_Work request_. Please go through the records below and return every line holding the word "ResponseReceiver".

_Task data_.
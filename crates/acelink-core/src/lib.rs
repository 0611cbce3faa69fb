//! # acelink Core
//!
//! Core types, errors and collaborator interfaces for acelink.
//! Provides the device telemetry model, driver configuration, the event bus
//! and the hook traits hosts implement.

pub mod config;
pub mod data;
pub mod error;
pub mod event_bus;
pub mod host;

pub use config::{AceConfig, MIN_DRYER_TEMPERATURE};

pub use data::{
    DeviceStatus, DeviceTelemetry, DryerState, DryerStatus, InfinityOrder, Slot, SlotStatus,
    TelemetryUpdate, ORDER_LEN, SLOT_COUNT,
};

pub use error::{ConnectionError, Error, FrameError, OperationError, RequestError, Result};

pub use event_bus::{
    AceEvent, ConnectionEvent, EventBus, EventCategory, EventFilter, ParkingEvent, QueueEvent,
    SubscriptionId, ToolChangeEvent,
};

pub use host::{
    tool_from_value, tool_to_value, HostHooks, MemoryVariableStore, NoopHooks, VariableStore,
    VAR_CURRENT_INDEX, VAR_INFINITY_ORDER, VAR_INFINITY_POSITION,
};
//! Feed-assist parking supervision
//!
//! Parking pushes filament from a slot until it reaches the toolhead. The
//! device has no sensor for that, so arrival is inferred from its
//! feed-assist counter: the counter climbs while filament moves and stops
//! once it is blocked at the toolhead. A session completes after the counter
//! has risen at least once and then stayed put for `park_hit_count`
//! consecutive telemetry updates.
//!
//! ```text
//! Idle -> Requesting -> Monitoring -> Completed | Failed -> Idle
//! ```

use super::commands::AceCommand;
use crate::communication::{RequestDispatcher, ResponseReceiver};
use acelink_core::{DeviceTelemetry, OperationError, RequestError};
use std::time::Duration;
use thiserror::Error;
use tokio::sync::oneshot::error::TryRecvError;
use tokio::time::Instant;

/// A session with no counter progress fails after this long
pub const NO_PROGRESS_TIMEOUT: Duration = Duration::from_secs(3);

/// Delay of the re-check armed while a session waits for telemetry
pub const RECHECK_DELAY: Duration = Duration::from_millis(700);

/// Phase of the supervisor
#[derive(Debug, Clone, Copy, PartialEq, Eq)]
pub enum ParkingPhase {
    /// No session
    Idle,
    /// `start_feed_assist` sent, waiting for the acknowledgement
    Requesting,
    /// Watching the feed-assist counter
    Monitoring,
}

/// Why a session failed
#[derive(Error, Debug, Clone, PartialEq, Eq)]
pub enum ParkingFailure {
    /// The device rejected `start_feed_assist`
    #[error("feed assist rejected ({code}): {message}")]
    Rejected {
        /// Response code.
        code: i64,
        /// Device message.
        message: String,
    },

    /// `start_feed_assist` was never acknowledged
    #[error("feed assist not acknowledged: {0}")]
    NoAck(RequestError),

    /// The counter never moved within the progress window
    #[error("no feed progress after {elapsed_ms}ms")]
    NoProgress {
        /// Time since the session started.
        elapsed_ms: u64,
    },

    /// The counter settled without ever having moved
    #[error("counter stayed at {count}")]
    Stagnant {
        /// Counter value.
        count: i64,
    },

    /// The session was cancelled locally
    #[error("aborted")]
    Aborted,
}

/// Result of a finished session
#[derive(Debug, Clone, PartialEq, Eq)]
pub enum ParkingOutcome {
    /// Filament reached the toolhead
    Completed {
        /// Parked slot
        slot: u8,
    },
    /// The session gave up
    Failed {
        /// Slot that was being parked
        slot: u8,
        /// Failure reason
        reason: ParkingFailure,
    },
}

impl ParkingOutcome {
    /// Slot the session was for
    pub fn slot(&self) -> u8 {
        match self {
            ParkingOutcome::Completed { slot } | ParkingOutcome::Failed { slot, .. } => *slot,
        }
    }
}

/// State of the active session
#[derive(Debug, Clone, PartialEq, Eq)]
pub struct ParkingSession {
    /// Slot being parked
    pub slot: u8,
    /// Last counter value seen
    pub baseline_count: i64,
    /// Consecutive updates without a counter change
    pub stagnant_polls: u32,
    /// Whether the counter has risen since monitoring began
    pub progress_seen: bool,
    /// When the session started
    pub started_at: Instant,
}

/// Parking state machine
#[derive(Debug)]
pub struct ParkingSupervisor {
    hit_threshold: u32,
    phase: ParkingPhase,
    session: Option<ParkingSession>,
    ack: Option<ResponseReceiver>,
    recheck_at: Option<Instant>,
    failed: bool,
    last_outcome: Option<ParkingOutcome>,
}

impl ParkingSupervisor {
    /// Create an idle supervisor
    pub fn new(hit_threshold: u32) -> Self {
        Self {
            hit_threshold: hit_threshold.max(1),
            phase: ParkingPhase::Idle,
            session: None,
            ack: None,
            recheck_at: None,
            failed: false,
            last_outcome: None,
        }
    }

    /// Current phase
    pub fn phase(&self) -> ParkingPhase {
        self.phase
    }

    /// True while a session is in progress
    pub fn is_active(&self) -> bool {
        self.phase != ParkingPhase::Idle
    }

    /// True when the most recent session failed
    pub fn failed(&self) -> bool {
        self.failed
    }

    /// The session in progress
    pub fn session(&self) -> Option<&ParkingSession> {
        self.session.as_ref()
    }

    /// How the most recent session ended
    pub fn last_outcome(&self) -> Option<&ParkingOutcome> {
        self.last_outcome.as_ref()
    }

    /// Pending re-check deadline
    pub fn recheck_at(&self) -> Option<Instant> {
        self.recheck_at
    }

    /// Start parking `slot`
    pub fn start(
        &mut self,
        slot: u8,
        now: Instant,
        dispatcher: &mut RequestDispatcher,
    ) -> Result<(), OperationError> {
        if let Some(session) = &self.session {
            return Err(OperationError::Busy { slot: session.slot });
        }

        tracing::info!("Starting parking for slot {}", slot);
        self.session = Some(ParkingSession {
            slot,
            baseline_count: 0,
            stagnant_polls: 0,
            progress_seen: false,
            started_at: now,
        });
        self.phase = ParkingPhase::Requesting;
        self.failed = false;
        self.last_outcome = None;
        self.recheck_at = None;

        let (_, ack) = dispatcher.submit_reply(AceCommand::StartFeedAssist { index: slot }.into());
        self.ack = Some(ack);
        Ok(())
    }

    /// Feed a telemetry update
    pub fn on_update(
        &mut self,
        now: Instant,
        telemetry: &DeviceTelemetry,
        dispatcher: &mut RequestDispatcher,
    ) -> Option<ParkingOutcome> {
        match self.phase {
            ParkingPhase::Idle => None,
            ParkingPhase::Requesting => self.poll_ack(telemetry),
            ParkingPhase::Monitoring => self.inspect(now, telemetry.feed_assist_count, dispatcher),
        }
    }

    /// Advance without new telemetry: check the acknowledgement and any due
    /// re-check
    pub fn on_tick(&mut self, now: Instant, telemetry: &DeviceTelemetry) -> Option<ParkingOutcome> {
        match self.phase {
            ParkingPhase::Idle => None,
            ParkingPhase::Requesting => self.poll_ack(telemetry),
            ParkingPhase::Monitoring => {
                let due = self.recheck_at.is_some_and(|at| now >= at);
                if !due {
                    return None;
                }
                self.recheck_at = None;
                let session = self.session.as_ref()?;
                let elapsed = now.saturating_duration_since(session.started_at);
                if elapsed > NO_PROGRESS_TIMEOUT && !session.progress_seen {
                    return Some(self.fail(ParkingFailure::NoProgress {
                        elapsed_ms: elapsed.as_millis() as u64,
                    }));
                }
                None
            }
        }
    }

    /// Cancel the active session
    pub fn abort(&mut self) -> Option<ParkingOutcome> {
        if !self.is_active() {
            return None;
        }
        Some(self.fail(ParkingFailure::Aborted))
    }

    fn poll_ack(&mut self, telemetry: &DeviceTelemetry) -> Option<ParkingOutcome> {
        let received = self.ack.as_mut()?.try_recv();
        let response = match received {
            Err(TryRecvError::Empty) => return None,
            Err(TryRecvError::Closed) => {
                return Some(self.fail(ParkingFailure::NoAck(RequestError::Cancelled)))
            }
            Ok(Err(e)) => return Some(self.fail(ParkingFailure::NoAck(e))),
            Ok(Ok(response)) => response,
        };
        self.ack = None;

        if !response.is_ok() {
            let message = response.error_message();
            tracing::error!("Error starting feed assist: {}", message);
            return Some(self.fail(ParkingFailure::Rejected {
                code: response.code,
                message,
            }));
        }

        let baseline = response
            .result_i64("feed_assist_count")
            .unwrap_or(telemetry.feed_assist_count);
        let session = self.session.as_mut()?;
        session.baseline_count = baseline;
        session.stagnant_polls = 0;
        session.progress_seen = false;
        self.phase = ParkingPhase::Monitoring;
        tracing::info!(
            "Feed assist started for slot {}, count: {}",
            session.slot,
            baseline
        );
        None
    }

    fn inspect(
        &mut self,
        now: Instant,
        count: i64,
        dispatcher: &mut RequestDispatcher,
    ) -> Option<ParkingOutcome> {
        let threshold = self.hit_threshold;
        let session = self.session.as_mut()?;

        if count != session.baseline_count {
            session.stagnant_polls = 0;
            session.baseline_count = count;
            if count > 0 {
                if !session.progress_seen {
                    tracing::info!("Feed assist working for slot {}, count: {}", session.slot, count);
                }
                session.progress_seen = true;
            }
        } else {
            session.stagnant_polls += 1;
            tracing::debug!(
                "Parking slot {}: count {} unchanged ({}/{})",
                session.slot,
                count,
                session.stagnant_polls,
                threshold
            );
        }

        let elapsed = now.saturating_duration_since(session.started_at);
        if elapsed > NO_PROGRESS_TIMEOUT && !session.progress_seen {
            return Some(self.fail(ParkingFailure::NoProgress {
                elapsed_ms: elapsed.as_millis() as u64,
            }));
        }

        if session.stagnant_polls >= threshold {
            if session.progress_seen {
                return Some(self.complete(dispatcher));
            }
            return Some(self.fail(ParkingFailure::Stagnant { count }));
        }

        if self.recheck_at.is_none() {
            self.recheck_at = Some(now + RECHECK_DELAY);
        }
        None
    }

    fn complete(&mut self, dispatcher: &mut RequestDispatcher) -> ParkingOutcome {
        let slot = self.reset();
        dispatcher.submit_detached(AceCommand::StopFeedAssist { index: slot }.into());
        tracing::info!("Parking completed for slot {}", slot);

        let outcome = ParkingOutcome::Completed { slot };
        self.last_outcome = Some(outcome.clone());
        outcome
    }

    fn fail(&mut self, reason: ParkingFailure) -> ParkingOutcome {
        let slot = self.reset();
        self.failed = true;
        tracing::error!("Parking failed for slot {}: {}", slot, reason);

        let outcome = ParkingOutcome::Failed { slot, reason };
        self.last_outcome = Some(outcome.clone());
        outcome
    }

    fn reset(&mut self) -> u8 {
        let slot = self.session.take().map(|s| s.slot).unwrap_or_default();
        self.phase = ParkingPhase::Idle;
        self.ack = None;
        self.recheck_at = None;
        slot
    }
}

_Exercise result_.
use crate::communication::{RequestDispatcher, ResponseReceiver};
    ack: Option<ResponseReceiver>,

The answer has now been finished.